* **EXERCISE DIRECTIONS**:
Find the lines of the listing that contain the string "custom", and return them.

* **EXERCISE INPUTS**:
Segment Open

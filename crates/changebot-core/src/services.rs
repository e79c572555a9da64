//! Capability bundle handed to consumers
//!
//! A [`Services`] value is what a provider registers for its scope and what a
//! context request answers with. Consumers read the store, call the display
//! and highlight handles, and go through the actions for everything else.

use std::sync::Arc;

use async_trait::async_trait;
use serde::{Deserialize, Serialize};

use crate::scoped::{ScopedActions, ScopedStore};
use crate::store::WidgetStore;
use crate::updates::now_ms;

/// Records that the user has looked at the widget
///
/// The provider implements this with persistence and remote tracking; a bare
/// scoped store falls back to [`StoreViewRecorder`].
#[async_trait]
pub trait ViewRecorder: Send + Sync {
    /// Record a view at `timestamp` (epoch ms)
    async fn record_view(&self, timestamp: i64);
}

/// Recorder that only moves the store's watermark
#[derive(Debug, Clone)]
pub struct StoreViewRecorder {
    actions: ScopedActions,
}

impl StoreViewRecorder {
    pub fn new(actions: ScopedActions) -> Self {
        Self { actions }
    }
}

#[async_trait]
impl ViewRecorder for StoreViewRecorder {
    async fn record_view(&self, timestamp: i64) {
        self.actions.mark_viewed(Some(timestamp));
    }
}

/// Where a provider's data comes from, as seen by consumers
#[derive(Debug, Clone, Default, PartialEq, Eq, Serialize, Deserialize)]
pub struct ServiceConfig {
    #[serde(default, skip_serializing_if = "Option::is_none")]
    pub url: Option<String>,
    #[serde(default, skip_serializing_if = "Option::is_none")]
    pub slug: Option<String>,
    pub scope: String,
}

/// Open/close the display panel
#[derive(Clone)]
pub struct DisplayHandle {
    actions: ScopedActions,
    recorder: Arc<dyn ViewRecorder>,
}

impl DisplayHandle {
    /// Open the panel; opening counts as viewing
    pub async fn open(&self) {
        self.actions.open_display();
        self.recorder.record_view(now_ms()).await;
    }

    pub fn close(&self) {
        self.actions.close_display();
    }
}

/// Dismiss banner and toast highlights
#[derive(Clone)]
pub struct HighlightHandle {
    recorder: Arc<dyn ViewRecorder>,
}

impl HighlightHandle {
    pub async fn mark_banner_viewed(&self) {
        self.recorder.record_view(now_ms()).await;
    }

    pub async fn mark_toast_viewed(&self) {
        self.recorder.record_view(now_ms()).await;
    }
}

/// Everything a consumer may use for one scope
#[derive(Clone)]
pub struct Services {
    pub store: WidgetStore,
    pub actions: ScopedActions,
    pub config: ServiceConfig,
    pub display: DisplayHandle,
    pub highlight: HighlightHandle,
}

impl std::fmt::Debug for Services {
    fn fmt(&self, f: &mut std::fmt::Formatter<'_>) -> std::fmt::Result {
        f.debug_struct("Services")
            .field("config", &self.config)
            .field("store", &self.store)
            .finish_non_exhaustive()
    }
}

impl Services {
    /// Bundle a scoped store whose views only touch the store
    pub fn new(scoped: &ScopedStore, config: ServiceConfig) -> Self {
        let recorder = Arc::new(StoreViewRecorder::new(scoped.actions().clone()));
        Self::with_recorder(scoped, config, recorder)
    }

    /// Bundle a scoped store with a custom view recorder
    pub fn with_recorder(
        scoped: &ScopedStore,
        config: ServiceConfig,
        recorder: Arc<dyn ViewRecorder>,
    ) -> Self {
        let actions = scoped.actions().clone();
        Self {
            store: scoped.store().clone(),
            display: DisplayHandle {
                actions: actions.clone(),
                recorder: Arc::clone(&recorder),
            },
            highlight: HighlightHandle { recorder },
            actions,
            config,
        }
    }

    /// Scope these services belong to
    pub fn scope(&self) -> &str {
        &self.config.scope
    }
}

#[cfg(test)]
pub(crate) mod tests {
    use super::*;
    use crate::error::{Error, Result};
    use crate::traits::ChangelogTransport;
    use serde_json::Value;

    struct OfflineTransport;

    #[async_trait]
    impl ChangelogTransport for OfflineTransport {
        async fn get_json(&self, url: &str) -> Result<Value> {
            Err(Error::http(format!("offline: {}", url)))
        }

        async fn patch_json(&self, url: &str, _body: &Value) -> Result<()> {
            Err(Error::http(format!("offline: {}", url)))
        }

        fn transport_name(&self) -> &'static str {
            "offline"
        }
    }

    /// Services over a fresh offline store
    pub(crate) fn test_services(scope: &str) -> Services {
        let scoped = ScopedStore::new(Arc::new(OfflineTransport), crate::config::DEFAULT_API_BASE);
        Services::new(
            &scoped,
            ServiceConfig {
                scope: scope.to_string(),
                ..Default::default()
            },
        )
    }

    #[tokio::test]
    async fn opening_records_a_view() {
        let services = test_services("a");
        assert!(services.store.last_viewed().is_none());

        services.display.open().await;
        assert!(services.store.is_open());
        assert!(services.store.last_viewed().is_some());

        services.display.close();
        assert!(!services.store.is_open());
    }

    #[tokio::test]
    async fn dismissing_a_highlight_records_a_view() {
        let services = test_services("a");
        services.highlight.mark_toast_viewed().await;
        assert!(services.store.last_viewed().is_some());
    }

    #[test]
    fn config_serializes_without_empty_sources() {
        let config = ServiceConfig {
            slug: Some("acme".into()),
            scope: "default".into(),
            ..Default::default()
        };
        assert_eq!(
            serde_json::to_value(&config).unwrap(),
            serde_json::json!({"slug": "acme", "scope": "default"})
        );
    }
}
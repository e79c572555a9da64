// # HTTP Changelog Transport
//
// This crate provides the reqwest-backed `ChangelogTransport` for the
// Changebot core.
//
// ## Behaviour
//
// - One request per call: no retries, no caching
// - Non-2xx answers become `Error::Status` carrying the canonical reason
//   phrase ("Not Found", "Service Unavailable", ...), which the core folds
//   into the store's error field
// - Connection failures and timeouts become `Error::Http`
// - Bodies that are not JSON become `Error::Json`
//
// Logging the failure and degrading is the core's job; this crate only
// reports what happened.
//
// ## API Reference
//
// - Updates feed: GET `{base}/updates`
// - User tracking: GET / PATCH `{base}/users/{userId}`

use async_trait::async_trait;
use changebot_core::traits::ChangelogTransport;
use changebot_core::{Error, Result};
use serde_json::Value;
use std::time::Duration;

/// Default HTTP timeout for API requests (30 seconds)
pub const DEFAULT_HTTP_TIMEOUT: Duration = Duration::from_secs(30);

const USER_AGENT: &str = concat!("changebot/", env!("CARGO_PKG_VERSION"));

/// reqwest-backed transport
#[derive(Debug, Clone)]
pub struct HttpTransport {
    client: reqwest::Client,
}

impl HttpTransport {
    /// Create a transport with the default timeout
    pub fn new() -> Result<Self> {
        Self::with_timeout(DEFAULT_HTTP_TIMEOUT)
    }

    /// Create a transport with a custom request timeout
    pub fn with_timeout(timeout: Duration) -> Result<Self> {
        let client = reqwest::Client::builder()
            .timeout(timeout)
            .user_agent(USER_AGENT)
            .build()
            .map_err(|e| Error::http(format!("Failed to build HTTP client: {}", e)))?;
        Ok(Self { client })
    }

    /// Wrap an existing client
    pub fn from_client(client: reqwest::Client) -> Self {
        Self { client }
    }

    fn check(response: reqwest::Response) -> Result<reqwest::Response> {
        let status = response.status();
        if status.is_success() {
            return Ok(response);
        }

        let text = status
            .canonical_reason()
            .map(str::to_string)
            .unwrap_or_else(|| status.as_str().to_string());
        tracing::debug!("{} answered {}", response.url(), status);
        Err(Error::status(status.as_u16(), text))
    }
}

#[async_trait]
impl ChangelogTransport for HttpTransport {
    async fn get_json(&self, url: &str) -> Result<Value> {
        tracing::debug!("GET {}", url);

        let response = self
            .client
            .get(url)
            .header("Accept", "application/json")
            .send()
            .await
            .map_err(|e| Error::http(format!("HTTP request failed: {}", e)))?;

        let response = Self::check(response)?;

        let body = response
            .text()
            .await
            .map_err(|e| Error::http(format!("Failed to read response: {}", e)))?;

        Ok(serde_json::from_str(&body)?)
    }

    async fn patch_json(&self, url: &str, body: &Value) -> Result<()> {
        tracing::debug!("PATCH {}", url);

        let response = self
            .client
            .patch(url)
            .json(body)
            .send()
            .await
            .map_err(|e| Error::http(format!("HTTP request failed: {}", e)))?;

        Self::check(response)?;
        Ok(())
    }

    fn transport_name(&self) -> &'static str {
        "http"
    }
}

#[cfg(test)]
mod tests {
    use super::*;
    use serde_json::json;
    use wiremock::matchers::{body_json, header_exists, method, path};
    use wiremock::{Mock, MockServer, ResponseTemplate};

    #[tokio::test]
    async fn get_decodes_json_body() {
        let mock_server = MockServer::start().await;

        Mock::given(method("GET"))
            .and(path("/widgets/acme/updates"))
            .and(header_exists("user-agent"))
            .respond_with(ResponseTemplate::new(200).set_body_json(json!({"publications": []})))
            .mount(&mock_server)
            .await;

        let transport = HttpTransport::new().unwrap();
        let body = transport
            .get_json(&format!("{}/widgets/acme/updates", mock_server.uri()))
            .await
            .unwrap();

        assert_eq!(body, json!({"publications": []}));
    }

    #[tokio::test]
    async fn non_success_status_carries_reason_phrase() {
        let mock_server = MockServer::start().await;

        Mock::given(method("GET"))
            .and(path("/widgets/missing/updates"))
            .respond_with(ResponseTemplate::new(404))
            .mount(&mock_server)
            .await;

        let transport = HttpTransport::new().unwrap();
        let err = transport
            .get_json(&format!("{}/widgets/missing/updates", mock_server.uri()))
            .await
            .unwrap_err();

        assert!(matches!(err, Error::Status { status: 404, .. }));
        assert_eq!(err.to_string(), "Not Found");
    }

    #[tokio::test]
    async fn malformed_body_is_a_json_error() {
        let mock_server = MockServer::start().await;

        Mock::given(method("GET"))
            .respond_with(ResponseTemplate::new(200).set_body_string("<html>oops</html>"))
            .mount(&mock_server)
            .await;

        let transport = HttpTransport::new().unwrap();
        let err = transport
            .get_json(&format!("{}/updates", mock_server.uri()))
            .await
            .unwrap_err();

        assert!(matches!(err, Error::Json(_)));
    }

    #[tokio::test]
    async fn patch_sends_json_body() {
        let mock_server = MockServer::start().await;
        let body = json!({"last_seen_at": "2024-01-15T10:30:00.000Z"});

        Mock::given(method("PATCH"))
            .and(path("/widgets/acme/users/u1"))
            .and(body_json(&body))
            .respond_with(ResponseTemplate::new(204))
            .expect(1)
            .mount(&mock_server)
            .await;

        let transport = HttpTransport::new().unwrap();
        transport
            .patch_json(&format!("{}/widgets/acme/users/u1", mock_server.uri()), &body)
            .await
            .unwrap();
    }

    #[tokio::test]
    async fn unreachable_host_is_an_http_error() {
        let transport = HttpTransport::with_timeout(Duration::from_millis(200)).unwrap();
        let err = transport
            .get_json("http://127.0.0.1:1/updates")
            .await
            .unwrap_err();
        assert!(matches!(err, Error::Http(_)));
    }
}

Segment Closed
Segment Open

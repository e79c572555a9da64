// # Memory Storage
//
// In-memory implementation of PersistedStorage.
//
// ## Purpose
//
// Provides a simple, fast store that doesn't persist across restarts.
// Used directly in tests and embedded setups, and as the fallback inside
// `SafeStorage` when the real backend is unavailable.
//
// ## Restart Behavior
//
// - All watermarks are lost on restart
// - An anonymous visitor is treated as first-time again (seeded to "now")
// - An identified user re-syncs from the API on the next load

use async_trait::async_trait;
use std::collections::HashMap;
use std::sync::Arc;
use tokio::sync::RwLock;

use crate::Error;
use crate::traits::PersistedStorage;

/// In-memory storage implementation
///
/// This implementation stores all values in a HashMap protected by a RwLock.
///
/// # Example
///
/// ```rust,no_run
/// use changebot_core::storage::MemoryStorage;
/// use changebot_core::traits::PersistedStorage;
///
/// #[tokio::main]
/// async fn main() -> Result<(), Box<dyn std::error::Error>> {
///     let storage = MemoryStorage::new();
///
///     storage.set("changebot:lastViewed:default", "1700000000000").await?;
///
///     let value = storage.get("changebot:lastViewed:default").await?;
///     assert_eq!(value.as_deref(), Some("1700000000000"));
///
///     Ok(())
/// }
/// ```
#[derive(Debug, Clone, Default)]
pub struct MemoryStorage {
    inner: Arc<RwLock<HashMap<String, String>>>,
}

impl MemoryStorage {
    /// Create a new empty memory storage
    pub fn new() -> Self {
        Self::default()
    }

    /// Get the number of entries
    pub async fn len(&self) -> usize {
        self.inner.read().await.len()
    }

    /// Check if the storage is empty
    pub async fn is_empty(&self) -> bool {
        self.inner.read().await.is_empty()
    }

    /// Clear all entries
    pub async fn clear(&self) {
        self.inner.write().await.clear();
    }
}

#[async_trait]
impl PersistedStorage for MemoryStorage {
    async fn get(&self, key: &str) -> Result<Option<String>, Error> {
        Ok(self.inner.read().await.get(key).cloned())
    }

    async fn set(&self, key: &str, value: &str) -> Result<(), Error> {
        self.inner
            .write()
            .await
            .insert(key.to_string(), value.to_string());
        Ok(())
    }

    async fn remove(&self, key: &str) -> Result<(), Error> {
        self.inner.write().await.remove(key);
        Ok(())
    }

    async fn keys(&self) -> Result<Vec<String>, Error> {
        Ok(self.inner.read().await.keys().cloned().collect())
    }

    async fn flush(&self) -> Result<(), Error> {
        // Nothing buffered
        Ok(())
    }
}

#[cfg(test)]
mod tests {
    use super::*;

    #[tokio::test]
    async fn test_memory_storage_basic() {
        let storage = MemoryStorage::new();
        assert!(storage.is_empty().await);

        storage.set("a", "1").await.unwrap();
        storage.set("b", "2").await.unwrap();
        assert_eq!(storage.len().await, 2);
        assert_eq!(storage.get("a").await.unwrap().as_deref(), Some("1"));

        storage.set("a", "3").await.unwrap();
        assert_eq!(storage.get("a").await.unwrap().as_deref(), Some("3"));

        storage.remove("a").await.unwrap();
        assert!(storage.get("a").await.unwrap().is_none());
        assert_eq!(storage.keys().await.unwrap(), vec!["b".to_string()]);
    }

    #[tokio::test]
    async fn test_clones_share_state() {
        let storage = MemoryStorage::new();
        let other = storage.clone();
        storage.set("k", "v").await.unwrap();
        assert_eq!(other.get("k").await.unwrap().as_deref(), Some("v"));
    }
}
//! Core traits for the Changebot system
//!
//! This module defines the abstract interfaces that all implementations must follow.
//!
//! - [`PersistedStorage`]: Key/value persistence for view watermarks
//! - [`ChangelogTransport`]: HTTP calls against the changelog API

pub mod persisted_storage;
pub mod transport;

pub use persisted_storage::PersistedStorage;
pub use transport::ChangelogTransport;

Segment Closed
Segment Open

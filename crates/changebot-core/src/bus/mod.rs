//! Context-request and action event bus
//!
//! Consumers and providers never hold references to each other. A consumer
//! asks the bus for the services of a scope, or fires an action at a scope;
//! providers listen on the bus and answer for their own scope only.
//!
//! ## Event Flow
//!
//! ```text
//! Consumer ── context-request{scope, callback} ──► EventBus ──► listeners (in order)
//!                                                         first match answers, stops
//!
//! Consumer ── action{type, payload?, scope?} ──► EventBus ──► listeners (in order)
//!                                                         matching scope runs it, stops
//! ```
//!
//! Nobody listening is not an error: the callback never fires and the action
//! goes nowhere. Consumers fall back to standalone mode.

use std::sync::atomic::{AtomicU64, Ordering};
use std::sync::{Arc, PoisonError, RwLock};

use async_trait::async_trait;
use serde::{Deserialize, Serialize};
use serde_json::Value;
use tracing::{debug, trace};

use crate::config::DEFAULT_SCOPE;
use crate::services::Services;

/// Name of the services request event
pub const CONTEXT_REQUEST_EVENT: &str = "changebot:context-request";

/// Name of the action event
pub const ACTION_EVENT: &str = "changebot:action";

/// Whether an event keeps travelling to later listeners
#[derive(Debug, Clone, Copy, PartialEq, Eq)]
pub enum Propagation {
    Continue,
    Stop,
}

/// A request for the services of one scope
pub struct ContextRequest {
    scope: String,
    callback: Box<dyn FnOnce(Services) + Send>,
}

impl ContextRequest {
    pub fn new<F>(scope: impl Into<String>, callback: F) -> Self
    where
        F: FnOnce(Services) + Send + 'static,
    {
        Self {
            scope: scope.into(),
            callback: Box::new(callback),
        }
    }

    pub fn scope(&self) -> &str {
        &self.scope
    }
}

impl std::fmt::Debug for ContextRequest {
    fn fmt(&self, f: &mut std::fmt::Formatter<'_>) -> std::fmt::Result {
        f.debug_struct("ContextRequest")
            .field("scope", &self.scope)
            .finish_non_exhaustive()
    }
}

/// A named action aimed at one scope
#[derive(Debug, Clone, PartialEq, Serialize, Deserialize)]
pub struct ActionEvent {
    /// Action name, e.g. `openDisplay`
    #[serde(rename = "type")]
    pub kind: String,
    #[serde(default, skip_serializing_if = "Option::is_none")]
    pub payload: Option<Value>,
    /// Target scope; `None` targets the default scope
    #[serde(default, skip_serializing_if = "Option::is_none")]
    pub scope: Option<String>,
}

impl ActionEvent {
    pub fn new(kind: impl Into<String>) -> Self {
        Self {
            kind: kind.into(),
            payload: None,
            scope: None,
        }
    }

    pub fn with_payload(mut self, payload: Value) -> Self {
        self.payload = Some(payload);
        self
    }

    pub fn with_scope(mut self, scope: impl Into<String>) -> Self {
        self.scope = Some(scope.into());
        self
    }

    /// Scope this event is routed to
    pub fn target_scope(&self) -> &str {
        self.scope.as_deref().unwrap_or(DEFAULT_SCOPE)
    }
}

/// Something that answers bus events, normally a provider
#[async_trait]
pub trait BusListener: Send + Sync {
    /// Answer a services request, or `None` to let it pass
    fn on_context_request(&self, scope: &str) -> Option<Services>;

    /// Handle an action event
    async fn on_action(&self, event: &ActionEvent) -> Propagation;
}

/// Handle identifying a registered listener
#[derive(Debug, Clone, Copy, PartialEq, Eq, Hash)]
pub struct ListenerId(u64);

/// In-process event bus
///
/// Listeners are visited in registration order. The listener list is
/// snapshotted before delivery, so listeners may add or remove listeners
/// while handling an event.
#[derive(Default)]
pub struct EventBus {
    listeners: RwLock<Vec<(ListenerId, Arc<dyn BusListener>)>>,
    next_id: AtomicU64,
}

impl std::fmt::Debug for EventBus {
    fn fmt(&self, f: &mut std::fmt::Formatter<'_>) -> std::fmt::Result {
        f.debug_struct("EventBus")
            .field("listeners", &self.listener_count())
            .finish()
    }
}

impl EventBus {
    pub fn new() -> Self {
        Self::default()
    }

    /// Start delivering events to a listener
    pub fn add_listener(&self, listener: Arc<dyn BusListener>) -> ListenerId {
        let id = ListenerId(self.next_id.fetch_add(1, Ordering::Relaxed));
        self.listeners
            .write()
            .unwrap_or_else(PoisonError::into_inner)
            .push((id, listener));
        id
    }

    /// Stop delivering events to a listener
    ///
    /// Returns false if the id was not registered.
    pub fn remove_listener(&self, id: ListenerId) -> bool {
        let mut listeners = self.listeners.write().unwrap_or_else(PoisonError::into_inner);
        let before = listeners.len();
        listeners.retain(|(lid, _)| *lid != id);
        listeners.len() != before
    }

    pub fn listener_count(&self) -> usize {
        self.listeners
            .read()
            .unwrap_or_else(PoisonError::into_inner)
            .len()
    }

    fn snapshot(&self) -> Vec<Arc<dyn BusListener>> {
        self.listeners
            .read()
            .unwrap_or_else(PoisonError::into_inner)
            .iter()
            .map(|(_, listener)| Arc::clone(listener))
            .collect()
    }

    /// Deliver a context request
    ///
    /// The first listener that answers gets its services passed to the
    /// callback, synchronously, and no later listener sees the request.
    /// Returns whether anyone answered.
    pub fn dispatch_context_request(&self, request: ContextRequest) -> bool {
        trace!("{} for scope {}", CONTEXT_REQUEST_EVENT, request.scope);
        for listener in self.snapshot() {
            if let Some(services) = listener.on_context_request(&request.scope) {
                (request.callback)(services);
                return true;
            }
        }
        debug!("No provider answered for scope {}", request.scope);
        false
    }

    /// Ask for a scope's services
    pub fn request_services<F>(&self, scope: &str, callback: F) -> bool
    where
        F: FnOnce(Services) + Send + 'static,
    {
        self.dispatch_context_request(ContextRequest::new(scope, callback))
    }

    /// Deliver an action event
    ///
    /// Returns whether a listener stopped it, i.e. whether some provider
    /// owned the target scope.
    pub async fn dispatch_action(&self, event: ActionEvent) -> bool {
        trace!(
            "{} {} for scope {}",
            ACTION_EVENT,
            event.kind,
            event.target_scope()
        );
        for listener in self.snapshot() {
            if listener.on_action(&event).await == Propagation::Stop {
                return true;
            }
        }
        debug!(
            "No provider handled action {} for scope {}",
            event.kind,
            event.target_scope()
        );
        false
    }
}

Segment Closed

* **SOLUTION TO THIS TASK**:
    /// Bundle a scoped store with a custom view recorder
    /// Create a transport with a custom request timeout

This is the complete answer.